The Continental Vending case was unusual in that it involved criminal charges against the CPAs for
violating provisions of the Securities Acts. Although there was no intent to defraud on the part of the
CPAs, they were convicted of criminal fraud on the basis of gross negligence. The president of the
United States later pardoned the three CPAs.
Why did congress enact the Racketeer Influenced and Corrupt Organizations Act? Why has it been of concern to auditors? What subsequent developments have reduced this concern?
The Racketeer Influenced and Corrupt Organizations Act was passed by Congress to prosecute mobsters
and racketeers who influence legitimate businesses.
It has been of concern to CPAs because the act broadly defines the term "racketeering activities"
to include fraud in the sale of securities. Therefore, the act was used successfully in a small number of
cases against CPAs. Of particular concern is the Act's provision that allows treble damages to be
awarded. Concern about the RICO Act has been reduced based on the United States Supreme Court
ruling in Reves v. Ernst & Young. In that case, the court decided accountants could not be held liable
unless it can be proven that they actually participated in the operation or management of the organization.
How does the SEC regulate auditors who appear and practice before the commission?
The SEC has issued Rules of Practice to govern the appearance and practice before the commission of
CPAs, attorneys, and others. Rule of Practice 2(e) gives the power of suspension or disbarment to the
SEC. In addition, the Public Company Accounting Oversight Board (under the authority of the SEC) may
conduct investigations and disciplinary proceedings regarding both registered public accounting firms,
and professional employees (including owners). Board sanctions include monetary damages, suspension
of firms and accountants from working on engagements for publicly traded companies, and referral of
criminal cases to the Justice Department.
In the 1136 TENANTS' CORPORATION case, what was the essential difference in the way the client and CPAs viewed the work to be done in the engagement?
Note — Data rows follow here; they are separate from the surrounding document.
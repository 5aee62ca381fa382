//! Command-line front end for `demcrop-extract`.
//!
//! ```text
//! demcrop asc LAT_MIN LNG_MIN LAT_MAX LNG_MAX DATA_FOLDER [OUT_FILE]
//! demcrop hgt LAT_MIN LNG_MIN LAT_MAX LNG_MAX HGT_FILE [OUT_FILE]
//! ```
//!
//! The artifact goes to `OUT_FILE`, or to `out.xyz` when it is omitted, in
//! which case the data is also printed to stdout. Status messages are logged
//! to stderr.

use anyhow::{Context, Result};
use clap::{Args, Parser, Subcommand};
use demcrop_extract::{extract_grid, extract_hgt, ExtractConfig, ExtractionReport, GeoBoundingBox};
use std::path::{Path, PathBuf};
use tracing::{info, warn};
use tracing_subscriber::EnvFilter;

/// Artifact written when no output file is given.
pub const DEFAULT_OUT_FILE: &str = "out.xyz";

#[derive(Parser, Debug)]
#[command(name = "demcrop")]
#[command(version, about = "Crop elevation tiles to a bounding box as XYZ points")]
pub struct Cli {
    /// YAML file with extraction settings
    #[arg(long, global = true)]
    pub config: Option<PathBuf>,

    /// Log level (RUST_LOG takes precedence)
    #[arg(long, global = true, default_value = "info")]
    pub log_level: String,

    #[command(subcommand)]
    pub command: Command,
}

#[derive(Subcommand, Debug)]
pub enum Command {
    /// Extract from a folder of Lambert-93 ASCII grid tiles (BD ALTI)
    Asc {
        #[command(flatten)]
        bbox: BboxArgs,

        /// Folder holding the .asc tiles
        data_folder: PathBuf,

        /// Output file (default: out.xyz, also printed to stdout)
        out_file: Option<PathBuf>,
    },

    /// Extract from one SRTM3 .hgt tile
    Hgt {
        #[command(flatten)]
        bbox: BboxArgs,

        /// The .hgt file, e.g. N45E006.hgt
        hgt_file: PathBuf,

        /// Output file (default: out.xyz, also printed to stdout)
        out_file: Option<PathBuf>,
    },
}

/// Two opposing corners of the query box, in any order.
#[derive(Args, Debug, Clone, Copy, PartialEq)]
pub struct BboxArgs {
    /// Latitude of the first corner
    #[arg(allow_negative_numbers = true)]
    pub lat_min: f64,

    /// Longitude of the first corner
    #[arg(allow_negative_numbers = true)]
    pub lng_min: f64,

    /// Latitude of the second corner
    #[arg(allow_negative_numbers = true)]
    pub lat_max: f64,

    /// Longitude of the second corner
    #[arg(allow_negative_numbers = true)]
    pub lng_max: f64,
}

impl BboxArgs {
    fn to_bbox(self) -> Result<GeoBoundingBox> {
        Ok(GeoBoundingBox::new(
            self.lat_min,
            self.lng_min,
            self.lat_max,
            self.lng_max,
        )?)
    }
}

/// Install the stderr log subscriber.
pub fn init_tracing(level: &str) {
    let filter = EnvFilter::try_from_default_env().unwrap_or_else(|_| EnvFilter::new(level));
    tracing_subscriber::fmt()
        .with_env_filter(filter)
        .with_target(false)
        .with_writer(std::io::stderr)
        .init();
}

/// Run one extraction and write its artifact.
pub fn run(cli: &Cli) -> Result<ExtractionReport> {
    let config = match &cli.config {
        Some(path) => ExtractConfig::from_file(path)
            .with_context(|| format!("failed to load config {}", path.display()))?,
        None => ExtractConfig::default(),
    };

    let mut out = Vec::<u8>::new();
    let (report, out_file) = match &cli.command {
        Command::Asc {
            bbox,
            data_folder,
            out_file,
        } => {
            let bbox = bbox.to_bbox()?;
            let folder = expand_home(data_folder);
            let report = extract_grid(&folder, &bbox, &config, &mut out)
                .with_context(|| format!("extraction from {} failed", folder.display()))?;
            (report, out_file)
        }
        Command::Hgt {
            bbox,
            hgt_file,
            out_file,
        } => {
            let bbox = bbox.to_bbox()?;
            let report = extract_hgt(hgt_file, &bbox, &config, &mut out)
                .with_context(|| format!("extraction from {} failed", hgt_file.display()))?;
            (report, out_file)
        }
    };

    if report.no_matching_data() {
        warn!("No matching dataset found, writing header only");
    }

    let path = output_path(out_file.as_deref());
    std::fs::write(&path, &out).with_context(|| format!("failed to write {}", path.display()))?;

    if out_file.is_none() {
        info!("Found data (also exported to {}):", path.display());
        println!("{}", String::from_utf8_lossy(&out));
    } else {
        info!(samples = report.samples, "Found data exported to {}", path.display());
    }

    Ok(report)
}

/// Output file, falling back to [`DEFAULT_OUT_FILE`].
pub fn output_path(out_file: Option<&Path>) -> PathBuf {
    out_file
        .map(Path::to_path_buf)
        .unwrap_or_else(|| PathBuf::from(DEFAULT_OUT_FILE))
}

/// Replace a leading `~` with the user's home directory.
pub fn expand_home(path: &Path) -> PathBuf {
    let Ok(rest) = path.strip_prefix("~") else {
        return path.to_path_buf();
    };
    match std::env::var_os("HOME") {
        Some(home) => PathBuf::from(home).join(rest),
        None => path.to_path_buf(),
    }
}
In the 1136 Tenants' Corporation case, the client contended that the auditors had been retained to
perform all necessary accounting and auditing services. The CPAs argued that they had been retained to
do "write-up" work only, consisting of maintaining accounting records and preparing financial statements
and tax returns. This difference was critical because the client contended the CPAs had been negligent in
not discovering a defalcation. The case illustrated the importance of an engagement letter to define the
services to be performed.
Comment on the following statement: While engagement letters are useful for audit engagements, they are not necessary for compilation and review engagements.
Engagement letters are important both for audits and for accounting and review services performed by
CPAs. Oral arrangements are unsatisfactory when a dispute arises as to the services to be rendered by
Rogers and Green, CPAs, admit they failed substantially to follow GAAS in their audit of Martin Corporation. "We were overworked and understaffed and never should have accepted the engagement," said Rogers. Does this situation constitute fraud on the part of the public accounting firm? Explain.
No. Rogers and Green appear to be guilty of gross negligence, which often is considered tantamount to
constructive fraud. However, actual fraud involves knowledge of misrepresentation within the financial
statements and an intention to deceive users of those statements. Although Rogers and Green failed
substantially to comply with generally accepted auditing standards, there is no indication that they knew
of misrepresentation in the statements or intended to deceive third parties.
Gross negligence may be considered constructive fraud, because the auditors are misleading the
public as to the degree of credibility that they are able to add to the statements. While such conduct is
highly unprofessional, it is still quite different from attesting to the "fairness" of financial statements
known by the auditors to be misleading.